_Task brief_
Below are some records. Reproduce them exactly from their first line through the line with "key: String, detail: String", inclusive.

┌─ Data section

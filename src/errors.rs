use thiserror::Error;

#[derive(Error, Debug, Clone, PartialEq, Eq)]
pub enum ReconcileError {
    #[error("Policy key {0:?} does not exist in the relay policy list")]
    PolicyNotFound(String),

    #[error("Policy entry {key:?} is malformed: {detail}")]
    PolicyMalformed { key: String, detail: String },

    #[error("Unrecognized relay line: {detail}")]
    ConfigParseAnomaly { interface: String, detail: String },

    #[error("Unsupported platform: {0}")]
    UnsupportedPlatform(String),

    #[error("Invalid relay address: {0}")]
    InvalidRelayAddress(String),

    #[error("Invalid policy list: {0}")]
    PolicyListFormat(String),

    #[error("Failed to load settings from {path}: {detail}")]
    Settings { path: String, detail: String },
}
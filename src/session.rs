use serde::Serialize;
use tracing::{debug, warn};

use crate::{ChangePlan, Dialect, PlanMode};

/// Result of one command sent to a device.
#[derive(Debug, Clone, PartialEq, Eq, Serialize)]
pub struct CommandResult {
    pub command: String,
    pub success: bool,
    pub detail: Option<String>,
}

impl CommandResult {
    pub fn ok(command: &str) -> Self {
        CommandResult {
            command: command.to_string(),
            success: true,
            detail: None,
        }
    }

    pub fn failed(command: &str, detail: impl Into<String>) -> Self {
        CommandResult {
            command: command.to_string(),
            success: false,
            detail: Some(detail.into()),
        }
    }
}

/// A configuration session on one device.
///
/// `send` enters the plan's interface context, sends the plan's commands in
/// order and reports a result per command. Holding the session mutably keeps
/// one command stream per device.
pub trait ConfigSession {
    fn send(&mut self, plan: &ChangePlan) -> Vec<CommandResult>;
}

#[derive(Debug, Clone, PartialEq, Eq, Serialize)]
pub struct FailedCommand {
    pub interface: String,
    pub command: String,
    pub detail: Option<String>,
}

/// Aggregated outcome of handing a batch of plans to a session.
#[derive(Debug, Clone, Default, PartialEq, Eq, Serialize)]
pub struct ExecutionOutcome {
    /// Interfaces whose commands all succeeded.
    pub applied: Vec<String>,
    pub skipped_noop: Vec<String>,
    pub skipped_dry_run: Vec<String>,
    pub failed: Vec<FailedCommand>,
}

impl ExecutionOutcome {
    pub fn is_success(&self) -> bool {
        self.failed.is_empty()
    }
}

/// Send every applicable plan to `session`.
///
/// No-op and dry-run plans are never sent. A failing command is recorded
/// and the remaining plans are still sent.
pub fn execute<S: ConfigSession + ?Sized>(
    plans: &[ChangePlan],
    session: &mut S,
) -> ExecutionOutcome {
    let mut outcome = ExecutionOutcome::default();

    for plan in plans {
        if plan.noop {
            debug!(interface = %plan.interface, "no changes, skipping session");
            outcome.skipped_noop.push(plan.interface.clone());
            continue;
        }
        if plan.mode == PlanMode::DryRun {
            outcome.skipped_dry_run.push(plan.interface.clone());
            continue;
        }

        let results = session.send(plan);
        let mut all_ok = results.len() == plan.commands.len();
        for result in results.iter().filter(|r| !r.success) {
            all_ok = false;
            warn!(
                interface = %plan.interface,
                command = %result.command,
                detail = result.detail.as_deref().unwrap_or(""),
                "command failed"
            );
            outcome.failed.push(FailedCommand {
                interface: plan.interface.clone(),
                command: result.command.clone(),
                detail: result.detail.clone(),
            });
        }
        if results.len() != plan.commands.len() {
            outcome.failed.push(FailedCommand {
                interface: plan.interface.clone(),
                command: String::new(),
                detail: Some(format!(
                    "session returned {} results for {} commands",
                    results.len(),
                    plan.commands.len()
                )),
            });
        }
        if all_ok {
            outcome.applied.push(plan.interface.clone());
        }
    }

    outcome
}

/// Session that records a configuration script instead of talking to a
/// device. Every command is accepted.
#[derive(Debug, Clone)]
pub struct ScriptSession {
    header: Vec<String>,
    body: Vec<String>,
    save_command: Option<String>,
}

impl ScriptSession {
    /// `save_command` is appended after `end` when `commit` is set.
    pub fn new(dialect: &Dialect, commit: bool, header: Vec<String>) -> Self {
        ScriptSession {
            header,
            body: Vec::new(),
            save_command: commit.then(|| dialect.save_command.clone()),
        }
    }

    pub fn is_empty(&self) -> bool {
        self.body.is_empty()
    }

    pub fn finish(self) -> String {
        let mut lines: Vec<String> = self.header.iter().map(|h| format!("! {h}")).collect();
        if self.body.is_empty() {
            lines.push("! no changes".to_string());
        } else {
            lines.push("enable".to_string());
            lines.push("configure terminal".to_string());
            lines.extend(self.body);
            lines.push("end".to_string());
            if let Some(save) = self.save_command {
                lines.push(save);
            }
        }
        let mut out = lines.join("\n");
        out.push('\n');
        out
    }
}

impl ConfigSession for ScriptSession {
    fn send(&mut self, plan: &ChangePlan) -> Vec<CommandResult> {
        self.body.push(format!("interface {}", plan.interface));
        let mut results = Vec::with_capacity(plan.commands.len());
        for cmd in &plan.commands {
            self.body.push(format!(" {cmd}"));
            results.push(CommandResult::ok(cmd));
        }
        self.body.push("exit".to_string());
        results
    }
}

└─

_Answer section_
filename src/errors.rs
use thiserror::Error;

#[derive(Error, Debug, Clone, PartialEq, Eq)]
pub enum ReconcileError {
    #[error("Policy key {0:?} does not exist in the relay policy list")]
    PolicyNotFound(String),

    #[error("Policy entry {key:?} is malformed: {detail}")]
    PolicyMalformed { key: String, detail: String },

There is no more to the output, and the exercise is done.